A fermentation starter (called simply starter within the corresponding context, sometimes called a mother) is a preparation to assist the beginning of the fermentation process in preparation of various foods and alcoholic drinks.  Food groups where they are used include breads, especially sourdough bread, and cheese.  A starter culture is a microbiological culture which actually performs fermentation. These starters usually consist of a cultivation medium, such as grains, seeds, or nutrient liquids that have been well colonized by the microorganisms used for the fermentation.

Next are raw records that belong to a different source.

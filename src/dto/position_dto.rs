use std::borrow::Cow;

use serde::{Deserialize, Serialize};
use validator::{Validate, ValidationError};

use crate::models::position::{JobType, Position, PositionStatus};

/// Create/edit form of the positions screen.
#[derive(Debug, Clone, Serialize, Deserialize, Validate)]
#[serde(rename_all = "camelCase")]
#[validate(schema(function = "validate_experience", skip_on_field_errors = false))]
pub struct PositionForm {
    #[validate(length(min = 1, message = "Title is required"))]
    pub title: String,
    #[validate(length(min = 1, message = "Department is required"))]
    pub department: String,
    #[validate(length(min = 1, message = "Location is required"))]
    pub location: String,
    #[serde(skip_serializing_if = "Option::is_none")]
    pub salary_range: Option<String>,
    pub job_type: JobType,
    #[validate(range(min = 0.0, max = 60.0, message = "Minimum experience must be between 0 and 60 years"))]
    pub minimum_experience: f64,
    #[validate(range(min = 0.0, max = 60.0, message = "Relevant experience must be between 0 and 60 years"))]
    pub relevant_experience: f64,
    #[validate(length(min = 1, message = "Description is required"))]
    pub description: String,
    pub requirements: Vec<String>,
    pub status: PositionStatus,
}

impl PositionForm {
    pub fn new(title: impl Into<String>, department: impl Into<String>, location: impl Into<String>) -> Self {
        Self {
            title: title.into(),
            department: department.into(),
            location: location.into(),
            salary_range: None,
            job_type: JobType::FullTime,
            minimum_experience: 0.0,
            relevant_experience: 0.0,
            description: String::new(),
            requirements: Vec::new(),
            status: PositionStatus::Active,
        }
    }

    /// Trims text fields and drops blank requirement lines.
    pub fn normalized(mut self) -> Self {
        self.title = self.title.trim().to_string();
        self.department = self.department.trim().to_string();
        self.location = self.location.trim().to_string();
        self.description = self.description.trim().to_string();
        self.salary_range = self
            .salary_range
            .map(|s| s.trim().to_string())
            .filter(|s| !s.is_empty());
        self.requirements = self
            .requirements
            .into_iter()
            .map(|r| r.trim().to_string())
            .filter(|r| !r.is_empty())
            .collect();
        self
    }
}

impl From<&Position> for PositionForm {
    fn from(value: &Position) -> Self {
        Self {
            title: value.title.clone(),
            department: value.department.clone(),
            location: value.location.clone(),
            salary_range: value.salary_range.clone(),
            job_type: value.job_type.unwrap_or(JobType::FullTime),
            minimum_experience: value.minimum_experience.unwrap_or(0.0),
            relevant_experience: value.relevant_experience.unwrap_or(0.0),
            description: value.description.clone().unwrap_or_default(),
            requirements: value.requirements.clone(),
            status: value.status,
        }
    }
}

fn validate_experience(form: &PositionForm) -> Result<(), ValidationError> {
    if form.relevant_experience > form.minimum_experience {
        let mut err = ValidationError::new("relevant_experience");
        err.message = Some(Cow::from(
            "Relevant experience cannot be greater than minimum experience",
        ));
        return Err(err);
    }
    Ok(())
}

#[derive(Debug, Clone, Serialize)]
pub struct PositionStatusPayload {
    pub status: PositionStatus,
}

#[derive(Debug, Clone, Serialize)]
pub struct ForceDeleteQuery {
    pub force: bool,
}

#[cfg(test)]
mod tests {
    use super::*;
    use crate::error::Error;

    fn form(min: f64, relevant: f64) -> PositionForm {
        PositionForm {
            minimum_experience: min,
            relevant_experience: relevant,
            description: "Build services".into(),
            ..PositionForm::new("Backend Engineer", "Engineering", "Remote")
        }
    }

    #[test]
    fn relevant_experience_above_minimum_is_rejected() {
        let err = form(2.0, 3.0).validate().unwrap_err();
        assert_eq!(
            Error::from(err).user_message(),
            "Relevant experience cannot be greater than minimum experience"
        );
        assert!(form(3.0, 3.0).validate().is_ok());
        assert!(form(3.0, 2.0).validate().is_ok());
    }

    #[test]
    fn required_fields_are_reported() {
        let mut missing = form(1.0, 0.0);
        missing.title = String::new();
        let err = missing.validate().unwrap_err();
        assert_eq!(Error::from(err).user_message(), "Title is required");
    }

    #[test]
    fn normalization_trims_and_drops_blank_requirements() {
        let mut raw = form(1.0, 1.0);
        raw.title = "  Backend Engineer ".into();
        raw.requirements = vec![" Rust ".into(), "   ".into()];
        raw.salary_range = Some(" ".into());
        let clean = raw.normalized();
        assert_eq!(clean.title, "Backend Engineer");
        assert_eq!(clean.requirements, vec!["Rust".to_string()]);
        assert_eq!(clean.salary_range, None);
    }

    #[test]
    fn serializes_camel_case() {
        let json = serde_json::to_value(form(3.0, 2.0)).unwrap();
        assert_eq!(json["minimumExperience"], 3.0);
        assert_eq!(json["jobType"], "full-time");
        assert_eq!(json["status"], "active");
        assert!(json.get("salaryRange").is_none());
    }
}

These starters are formed using a specific cultivation medium and a specific mix of fungal and bacterial strains.

Typical microorganisms used in starters include various bacteria and fungi (yeasts and molds):  Rhizopus, Aspergillus, Mucor,  Amylomyces, Endomycopsis, Saccharomyces, Hansenula anomala, Lactobacillus, Acetobacter, etc. Various national cultures have various active ingredients in starters, and often involve mixed microflora.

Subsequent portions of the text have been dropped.